Anisotropic Lattice Vibration, Motion of Atoms, and Local Structure in Pure Zirconia Crystals with Vacancies

In this study, we performed classical molecular dynamics computer simulations at a constant pressure and temperature for a pure zirconia (ZrO2) crystal containing zirconium vacancies and oxygen vacancies by employing the Buckingham potential. We examined the temporal evolution of positions of atoms in the steady state and investigated the anisotropic motion of atoms and the local structure of a pure ZrO2 crystal. The results indicated anisotropic lattice vibrations of oxygen and zirconium atoms in tetragonal ZrO2. The component of the lattice vibration of zirconium atoms parallel to the c-axis exceeded that parallel to the a-axis in tetragonal phase. On the other hand, the component of the lattice vibration of oxygen atoms parallel to the a-axis exceeded that parallel to the c-axis in the tetragonal phase.
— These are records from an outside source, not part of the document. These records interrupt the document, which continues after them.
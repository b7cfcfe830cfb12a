//! Field-by-field checks over raw JSON bodies.
//!
//! Every getter records a [`FieldError`] instead of failing fast, so one
//! response can list every bad field. Required getters return a placeholder
//! on failure; callers must call [`Fields::finish`] before trusting values.

use std::ops::RangeInclusive;
use std::str::FromStr;

use chrono::{DateTime, NaiveDate, NaiveTime, Utc};
use rust_decimal::Decimal;
use serde_json::{Map, Value};

use crate::error::{AppError, AppResult, FieldError};

/// Largest amount accepted, matching `DECIMAL(14, 2)`.
pub const MAX_AMOUNT: Decimal = Decimal::from_parts(276_447_231, 23_283, 0, false, 2);

#[derive(Debug, Clone, Copy, PartialEq, Eq)]
pub enum AmountRule {
    NonNegative,
    Positive,
}

pub struct Fields<'a> {
    obj: &'a Map<String, Value>,
    errors: Vec<FieldError>,
}

impl<'a> Fields<'a> {
    pub fn new(body: &'a Value) -> AppResult<Self> {
        match body.as_object() {
            Some(obj) => Ok(Self {
                obj,
                errors: Vec::new(),
            }),
            None => Err(AppError::Validation(vec![FieldError::new(
                "body",
                "must be a JSON object",
            )])),
        }
    }

    /// Present and not null. Empty strings count as absent for numbers.
    fn value(&self, name: &str) -> Option<&'a Value> {
        match self.obj.get(name) {
            None | Some(Value::Null) => None,
            Some(v) => Some(v),
        }
    }

    fn numeric_value(&self, name: &str) -> Option<&'a Value> {
        self.value(name)
            .filter(|v| !matches!(v, Value::String(s) if s.trim().is_empty()))
    }

    fn fail(&mut self, name: &str, message: impl Into<String>) {
        self.errors.push(FieldError::new(name, message));
    }

    pub fn has_any(&self, names: &[&str]) -> bool {
        names.iter().any(|n| self.obj.contains_key(*n))
    }

    pub fn is_present(&self, name: &str) -> bool {
        self.obj.contains_key(name)
    }

    pub fn required_str(&mut self, name: &str) -> String {
        match self.optional_str(name) {
            Some(s) => s,
            None => {
                if !self.errors.iter().any(|e| e.field == name) {
                    self.fail(name, "is required");
                }
                String::new()
            }
        }
    }

    /// Trimmed non-empty string, or `None` when absent.
    pub fn optional_str(&mut self, name: &str) -> Option<String> {
        match self.value(name) {
            None => None,
            Some(Value::String(s)) if !s.trim().is_empty() => Some(s.trim().to_string()),
            Some(Value::String(_)) => {
                self.fail(name, "must not be empty");
                None
            }
            Some(_) => {
                self.fail(name, "must be a string");
                None
            }
        }
    }

    /// `None` = absent, `Some(None)` = explicit null or empty string (clear).
    pub fn nullable_str(&mut self, name: &str) -> Option<Option<String>> {
        match self.obj.get(name) {
            None => None,
            Some(Value::Null) => Some(None),
            Some(Value::String(s)) if s.trim().is_empty() => Some(None),
            Some(Value::String(s)) => Some(Some(s.trim().to_string())),
            Some(_) => {
                self.fail(name, "must be a string");
                None
            }
        }
    }

    pub fn required_int(&mut self, name: &str, range: RangeInclusive<i64>) -> i64 {
        let fallback = *range.start();
        match self.numeric_value(name) {
            Some(_) => self.optional_int(name, range).unwrap_or(fallback),
            None => {
                self.fail(name, "is required");
                fallback
            }
        }
    }

    pub fn optional_int(&mut self, name: &str, range: RangeInclusive<i64>) -> Option<i64> {
        let value = self.numeric_value(name)?;
        match parse_int(value) {
            Some(n) if range.contains(&n) => Some(n),
            Some(_) => {
                self.fail(
                    name,
                    format!("must be between {} and {}", range.start(), range.end()),
                );
                None
            }
            None => {
                self.fail(name, "must be an integer");
                None
            }
        }
    }

    pub fn required_amount(&mut self, name: &str, rule: AmountRule) -> Decimal {
        match self.numeric_value(name) {
            Some(_) => self.optional_amount(name, rule).unwrap_or(Decimal::ZERO),
            None => {
                self.fail(name, "is required");
                Decimal::ZERO
            }
        }
    }

    /// Absent, null and empty fall back to `default`.
    pub fn amount_or(&mut self, name: &str, rule: AmountRule, default: Decimal) -> Decimal {
        self.optional_amount(name, rule).unwrap_or(default)
    }

    pub fn optional_amount(&mut self, name: &str, rule: AmountRule) -> Option<Decimal> {
        let value = self.numeric_value(name)?;
        match check_amount(value, rule) {
            Ok(amount) => Some(amount),
            Err(message) => {
                self.fail(name, message);
                None
            }
        }
    }

    pub fn optional_bool(&mut self, name: &str) -> Option<bool> {
        match self.value(name)? {
            Value::Bool(b) => Some(*b),
            Value::String(s) if s == "true" => Some(true),
            Value::String(s) if s == "false" => Some(false),
            _ => {
                self.fail(name, "must be a boolean");
                None
            }
        }
    }

    pub fn required_date(&mut self, name: &str) -> NaiveDate {
        match self.optional_date(name) {
            Some(d) => d,
            None => {
                if !self.errors.iter().any(|e| e.field == name) {
                    self.fail(name, "is required");
                }
                NaiveDate::default()
            }
        }
    }

    pub fn optional_date(&mut self, name: &str) -> Option<NaiveDate> {
        let value = self.value(name)?;
        match value.as_str().and_then(parse_date) {
            Some(d) => Some(d),
            None => {
                self.fail(name, "must be a date (YYYY-MM-DD)");
                None
            }
        }
    }

    pub fn required_datetime(&mut self, name: &str) -> DateTime<Utc> {
        match self.nullable_datetime(name) {
            Some(Some(dt)) => dt,
            other => {
                if other.is_some() || !self.errors.iter().any(|e| e.field == name) {
                    self.fail(name, "is required");
                }
                DateTime::<Utc>::default()
            }
        }
    }

    /// `None` = absent, `Some(None)` = explicit null.
    pub fn nullable_datetime(&mut self, name: &str) -> Option<Option<DateTime<Utc>>> {
        match self.obj.get(name)? {
            Value::Null => Some(None),
            Value::String(s) => match parse_datetime(s) {
                Some(dt) => Some(Some(dt)),
                None => {
                    self.fail(name, "must be an RFC 3339 timestamp or a date");
                    None
                }
            },
            _ => {
                self.fail(name, "must be an RFC 3339 timestamp or a date");
                None
            }
        }
    }

    /// Like `nullable_datetime`, but an explicit null is a failure.
    pub fn optional_datetime(&mut self, name: &str) -> Option<DateTime<Utc>> {
        match self.nullable_datetime(name)? {
            Some(dt) => Some(dt),
            None => {
                self.fail(name, "must not be null");
                None
            }
        }
    }

    pub fn optional_enum<T: FromStr>(&mut self, name: &str, allowed: &str) -> Option<T> {
        let value = self.value(name)?;
        match value.as_str().and_then(|s| T::from_str(s).ok()) {
            Some(v) => Some(v),
            None => {
                self.fail(name, format!("must be one of: {allowed}"));
                None
            }
        }
    }

    /// Array of non-empty strings, deduplicated in order.
    pub fn optional_str_list(&mut self, name: &str) -> Option<Vec<String>> {
        let value = self.value(name)?;
        let Some(items) = value.as_array() else {
            self.fail(name, "must be an array of strings");
            return None;
        };

        let mut out: Vec<String> = Vec::with_capacity(items.len());
        for item in items {
            match item.as_str().map(str::trim) {
                Some(s) if !s.is_empty() => {
                    if !out.iter().any(|o| o == s) {
                        out.push(s.to_string());
                    }
                }
                _ => {
                    self.fail(name, "must be an array of non-empty strings");
                    return None;
                }
            }
        }
        Some(out)
    }

    /// Adds an error that depends on more than one field.
    pub fn reject(&mut self, name: &str, message: impl Into<String>) {
        self.fail(name, message);
    }

    pub fn finish(self) -> AppResult<()> {
        if self.errors.is_empty() {
            Ok(())
        } else {
            Err(AppError::Validation(self.errors))
        }
    }
}

/// JSON integers, integral floats (`6.0`) and numeric strings (`"6"`).
fn parse_int(value: &Value) -> Option<i64> {
    match value {
        Value::Number(n) => n.as_i64().or_else(|| {
            n.as_f64()
                .filter(|f| f.fract() == 0.0 && f.abs() < i64::MAX as f64)
                .map(|f| f as i64)
        }),
        Value::String(s) => s.trim().parse().ok(),
        _ => None,
    }
}

fn parse_decimal(value: &Value) -> Option<Decimal> {
    let text = match value {
        Value::Number(n) => n.to_string(),
        Value::String(s) => s.trim().to_string(),
        _ => return None,
    };
    Decimal::from_str(&text)
        .or_else(|_| Decimal::from_scientific(&text))
        .ok()
}

fn check_amount(value: &Value, rule: AmountRule) -> Result<Decimal, String> {
    let amount = parse_decimal(value).ok_or_else(|| "must be a number".to_string())?;

    match rule {
        AmountRule::NonNegative if amount.is_sign_negative() && !amount.is_zero() => {
            return Err("must not be negative".into());
        }
        AmountRule::Positive if amount <= Decimal::ZERO => {
            return Err("must be greater than 0".into());
        }
        _ => {}
    }
    if amount.normalize().scale() > 2 {
        return Err("must have at most 2 decimal places".into());
    }
    if amount > MAX_AMOUNT {
        return Err(format!("must not exceed {}", MAX_AMOUNT));
    }
    Ok(amount.normalize())
}

pub fn parse_date(s: &str) -> Option<NaiveDate> {
    let s = s.trim();
    NaiveDate::parse_from_str(s, "%Y-%m-%d")
        .ok()
        .or_else(|| DateTime::parse_from_rfc3339(s).ok().map(|dt| dt.date_naive()))
}

pub fn parse_datetime(s: &str) -> Option<DateTime<Utc>> {
    let s = s.trim();
    DateTime::parse_from_rfc3339(s)
        .map(|dt| dt.with_timezone(&Utc))
        .ok()
        .or_else(|| {
            NaiveDate::parse_from_str(s, "%Y-%m-%d")
                .ok()
                .map(|d| d.and_time(NaiveTime::MIN).and_utc())
        })
}

/// Loose address check: one `@`, non-empty local part, dotted domain.
pub fn is_valid_email(s: &str) -> bool {
    let Some((local, domain)) = s.split_once('@') else {
        return false;
    };
    !local.is_empty()
        && !domain.contains('@')
        && !s.chars().any(char::is_whitespace)
        && domain.split('.').count() >= 2
        && domain.split('.').all(|part| !part.is_empty())
}

#[cfg(test)]
mod tests {
    use super::*;
    use serde_json::json;

    fn fields_of(err: AppError) -> Vec<String> {
        match err {
            AppError::Validation(errors) => errors.into_iter().map(|e| e.field).collect(),
            other => panic!("expected validation error, got {other:?}"),
        }
    }

    #[test]
    fn max_amount_is_twelve_nines_and_cents() {
        assert_eq!(MAX_AMOUNT.to_string(), "999999999999.99");
    }

    #[test]
    fn accepts_numbers_and_numeric_strings() {
        let body = json!({ "month": "6", "year": 2025.0, "basicSalary": "5000.50" });
        let mut f = Fields::new(&body).unwrap();

        assert_eq!(f.required_int("month", 1..=12), 6);
        assert_eq!(f.required_int("year", 2000..=2100), 2025);
        assert_eq!(
            f.required_amount("basicSalary", AmountRule::NonNegative),
            Decimal::from_str("5000.5").unwrap()
        );
        assert!(f.finish().is_ok());
    }

    #[test]
    fn collects_every_failure() {
        let body = json!({ "month": 13, "year": "soon", "bonus": -1 });
        let mut f = Fields::new(&body).unwrap();
        f.required_str("employeeId");
        f.required_int("month", 1..=12);
        f.required_int("year", 2000..=2100);
        f.required_amount("basicSalary", AmountRule::NonNegative);
        f.amount_or("bonus", AmountRule::NonNegative, Decimal::ZERO);

        let fields = fields_of(f.finish().unwrap_err());
        assert_eq!(fields, vec!["employeeId", "month", "year", "basicSalary", "bonus"]);
    }

    #[test]
    fn fractional_month_is_rejected() {
        let body = json!({ "month": 6.5 });
        let mut f = Fields::new(&body).unwrap();
        f.required_int("month", 1..=12);
        assert_eq!(fields_of(f.finish().unwrap_err()), vec!["month"]);
    }

    #[test]
    fn missing_optional_amount_uses_default() {
        let body = json!({ "bonus": null, "deductions": "" });
        let mut f = Fields::new(&body).unwrap();
        assert_eq!(f.amount_or("bonus", AmountRule::NonNegative, Decimal::ZERO), Decimal::ZERO);
        assert_eq!(
            f.amount_or("deductions", AmountRule::NonNegative, Decimal::ZERO),
            Decimal::ZERO
        );
        assert!(f.finish().is_ok());
    }

    #[test]
    fn amount_precision_and_ceiling_are_enforced() {
        let body = json!({ "a": 1.005, "b": "1000000000000", "c": 0 });
        let mut f = Fields::new(&body).unwrap();
        f.optional_amount("a", AmountRule::NonNegative);
        f.optional_amount("b", AmountRule::NonNegative);
        f.optional_amount("c", AmountRule::Positive);
        assert_eq!(fields_of(f.finish().unwrap_err()), vec!["a", "b", "c"]);
    }

    #[test]
    fn non_object_body_is_rejected() {
        assert_eq!(fields_of(Fields::new(&json!([1, 2])).err().unwrap()), vec!["body"]);
    }

    #[test]
    fn dates_accept_plain_and_rfc3339() {
        assert_eq!(parse_date("2024-02-29"), NaiveDate::from_ymd_opt(2024, 2, 29));
        assert_eq!(
            parse_date("2024-02-29T10:00:00Z"),
            NaiveDate::from_ymd_opt(2024, 2, 29)
        );
        assert!(parse_date("2023-02-29").is_none());
        assert!(parse_datetime("2025-01-01").is_some());
    }

    #[test]
    fn email_check() {
        assert!(is_valid_email("john.doe@company.com"));
        assert!(!is_valid_email("john.doe@company"));
        assert!(!is_valid_email("@company.com"));
        assert!(!is_valid_email("john doe@company.com"));
    }

    #[test]
    fn str_list_deduplicates() {
        let body = json!({ "teamMembers": ["u1", "u2", "u1"] });
        let mut f = Fields::new(&body).unwrap();
        assert_eq!(
            f.optional_str_list("teamMembers"),
            Some(vec!["u1".to_string(), "u2".to_string()])
        );
    }
}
This was because oxygen atoms in the tetragonal phase were alternately shifted up and down from the corners of a rectangular parallelepiped parallel to the c-axis. The results indicated anisotropic behavior in the large displacements of atoms in both phases. In the tetragonal phase, the component of large displacements parallel to the c-axis of oxygen atoms was suppressed owing to the geometrical constraint of a tetragonal phase. Furthermore, the anisotropic direction and length of the large displacements of oxygen atoms in the cubic phase changed with time owing to thermal fluctuations although the crystal structure was isotropic.